The iPad Mini now solves most of these issues, but not all. It still won’t fit into the breast pocket of a man’s suit, but it fits wonderfully in the side pocket of my “white coat”. When you get your hands on a Mini the first reaction will undoubtedly be related to its weight. It feels like a feather when compared to its larger sibling. The iPad Mini weighs just less than 11 ounces, and is only 0.28 inch thick; it is 53% lighter and 23% thinner than the standard iPad.
The Mini is easy to hold with one hand, and typing in landscape mode, for all but the smallest hands, is by far my favorite keyboarding experience on any mobile device. If you want to chart while standing and you can type quickly with your thumbs, then the iPad Mini may be your next iOS device.
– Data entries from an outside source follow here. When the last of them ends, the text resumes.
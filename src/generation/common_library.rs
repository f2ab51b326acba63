//! Tracks that already sit in every member's playlist library.

use super::{CandidatePool, GenerationContext};
use crate::models::AccessToken;
use crate::store::StoreError;
use futures_util::future::join_all;
use std::collections::HashSet;

/// Union of the tracks of all of one member's playlists, in first-seen order.
/// `None` when the member's playlists couldn't be listed.
async fn member_library(ctx: &GenerationContext<'_>, token: &AccessToken) -> Option<Vec<String>> {
    let playlists = match ctx.catalog.list_playlists(token).await {
        Ok(playlists) => playlists,
        Err(e) => {
            log::warn!("Listing playlists failed, skipping member: {}", e);
            return None;
        }
    };

    let mut seen = HashSet::new();
    let mut library = Vec::new();
    for playlist in playlists {
        match ctx.catalog.list_playlist_tracks(token, &playlist.id).await {
            Ok(tracks) => {
                for id in tracks {
                    if seen.insert(id.clone()) {
                        library.push(id);
                    }
                }
            }
            Err(e) => log::warn!("Tracks of playlist {} unavailable: {}", playlist.id, e),
        }
    }
    Some(library)
}

/// Fold the member libraries into their intersection, keeping the order of
/// the first library present. Missing libraries are skipped.
pub fn intersect_libraries(libraries: Vec<Option<Vec<String>>>) -> Vec<String> {
    let mut libraries = libraries.into_iter().flatten();
    let Some(first) = libraries.next() else {
        return Vec::new();
    };

    libraries.fold(first, |common, library| {
        let library: HashSet<String> = library.into_iter().collect();
        common
            .into_iter()
            .filter(|id| library.contains(id))
            .collect()
    })
}

/// Returns the number of tracks new to the pool.
pub async fn run(
    ctx: &GenerationContext<'_>,
    pool: &mut CandidatePool,
) -> Result<usize, StoreError> {
    let libraries = join_all(ctx.credentials.slots().map(|slot| async move {
        match slot {
            Some(token) => member_library(ctx, token).await,
            None => None,
        }
    }))
    .await;

    let common = intersect_libraries(libraries);
    if common.is_empty() {
        log::info!("No tracks common to all member libraries");
        return Ok(0);
    }

    let budget = ctx.stage_budget();
    log::info!(
        "{} tracks common to all member libraries, taking up to {}",
        common.len(),
        budget
    );

    let added = pool
        .contribute_all(ctx, common.into_iter().take(budget))
        .await?;
    pool.flush(ctx.store).await?;
    Ok(added)
}

#[cfg(test)]
mod tests {
    use super::*;
    use crate::catalog::CatalogError;
    use crate::config::GeneratorSettings;
    use crate::models::{Event, MemberCredentials, TrackStatus};
    use crate::store::{EventStore, MemoryStore};
    use crate::testing::MockCatalog;

    fn lib(ids: &[&str]) -> Option<Vec<String>> {
        Some(ids.iter().map(|s| s.to_string()).collect())
    }

    fn event() -> Event {
        Event {
            id: "e1".to_string(),
            name: "Party".to_string(),
            date: 0,
            locked: false,
        }
    }

    #[test]
    fn test_intersection_skips_missing_members() {
        let common = intersect_libraries(vec![
            lib(&["t1", "t2", "t3"]),
            None,
            lib(&["t3", "t2", "t9"]),
        ]);
        assert_eq!(common, vec!["t2", "t3"]);
    }

    #[test]
    fn test_intersection_set_is_order_independent() {
        let a = lib(&["t1", "t2", "t3", "t5"]);
        let b = lib(&["t5", "t2", "t4"]);
        let c = lib(&["t2", "t5", "t7"]);

        let forward: HashSet<String> =
            intersect_libraries(vec![a.clone(), b.clone(), c.clone()]).into_iter().collect();
        let backward: HashSet<String> = intersect_libraries(vec![c, b, a]).into_iter().collect();

        assert_eq!(forward, backward);
        assert_eq!(forward.len(), 2);
    }

    #[test]
    fn test_empty_library_empties_intersection() {
        assert!(intersect_libraries(vec![lib(&["t1"]), lib(&[])]).is_empty());
        assert!(intersect_libraries(vec![None, None]).is_empty());
    }

    #[tokio::test]
    async fn test_two_members_share_two_tracks() {
        let catalog = MockCatalog::new();
        catalog.add_library_playlist("a", "pa", &["t1", "t2", "t3"]);
        catalog.add_library_playlist("b", "pb", &["t2", "t3", "t4"]);
        let store = MemoryStore::new();
        let credentials =
            MemberCredentials::new(AccessToken::new("a"), vec![Some(AccessToken::new("b"))]);
        let settings = GeneratorSettings::default();
        let event = event();
        let ctx = GenerationContext {
            event: &event,
            credentials: &credentials,
            catalog: &catalog,
            store: &store,
            settings: &settings,
        };
        let mut pool = CandidatePool::new("e1");

        assert_eq!(ctx.stage_budget(), 50);
        let added = run(&ctx, &mut pool).await.unwrap();

        assert_eq!(added, 2);
        let stored = store.list_associations("e1").await.unwrap();
        let ids: HashSet<_> = stored.iter().map(|a| a.track_id.as_str()).collect();
        assert_eq!(ids, HashSet::from(["t2", "t3"]));
        assert!(stored.iter().all(|a| a.status == TrackStatus::Generated));
    }

    #[tokio::test]
    async fn test_budget_caps_contribution() {
        let catalog = MockCatalog::new();
        let many: Vec<String> = (0..40).map(|i| format!("t{}", i)).collect();
        let many: Vec<&str> = many.iter().map(String::as_str).collect();
        for token in ["a", "b", "c"] {
            catalog.add_library_playlist(token, &format!("p{}", token), &many);
        }
        let store = MemoryStore::new();
        let credentials = MemberCredentials::new(
            AccessToken::new("a"),
            vec![Some(AccessToken::new("b")), Some(AccessToken::new("c"))],
        );
        let settings = GeneratorSettings {
            target_size: 30,
            reserved_slack: 10,
            ..GeneratorSettings::default()
        };
        let event = event();
        let ctx = GenerationContext {
            event: &event,
            credentials: &credentials,
            catalog: &catalog,
            store: &store,
            settings: &settings,
        };
        let mut pool = CandidatePool::new("e1");

        let added = run(&ctx, &mut pool).await.unwrap();

        assert_eq!(added, 18);
        assert_eq!(pool.entries()[0].track_id, "t0");
    }

    #[tokio::test]
    async fn test_failed_member_does_not_shrink_intersection() {
        let catalog = MockCatalog::new();
        catalog.add_library_playlist("a", "pa", &["t1", "t2"]);
        catalog.add_library_playlist("b", "pb", &["t2"]);
        catalog.fail_next("list_playlists", CatalogError::Unauthorized("expired".into()));
        let store = MemoryStore::new();
        let credentials =
            MemberCredentials::new(AccessToken::new("a"), vec![None, Some(AccessToken::new("b"))]);
        let settings = GeneratorSettings::default();
        let event = event();
        let ctx = GenerationContext {
            event: &event,
            credentials: &credentials,
            catalog: &catalog,
            store: &store,
            settings: &settings,
        };
        let mut pool = CandidatePool::new("e1");

        run(&ctx, &mut pool).await.unwrap();

        let ids: Vec<_> = pool.entries().iter().map(|a| a.track_id.as_str()).collect();
        assert_eq!(ids, vec!["t2"]);
    }
}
The MediTouch Web application works the same on the Mini as it does on the traditional iPad. The screens move quickly, and the text is still large enough to see if you are not far-sighted. If you wear reading glasses to use the larger iPad or if you are under the age of 45, then the Mini will display MediTouch EHR text large enough to read. If you are over 45 and you are beginning to struggle with seeing the text on small devices like the iPhone, then stick with the standard iPad.
Apple’s sleek presentation of the Safari® Browser is efficient and maximizes the viewing experience, especially when compared to its Android® counterpart. Note: The amount of useable area on the iPad Mini when compared to the latest Android tablet during Apple’s iPad Mini keynote event.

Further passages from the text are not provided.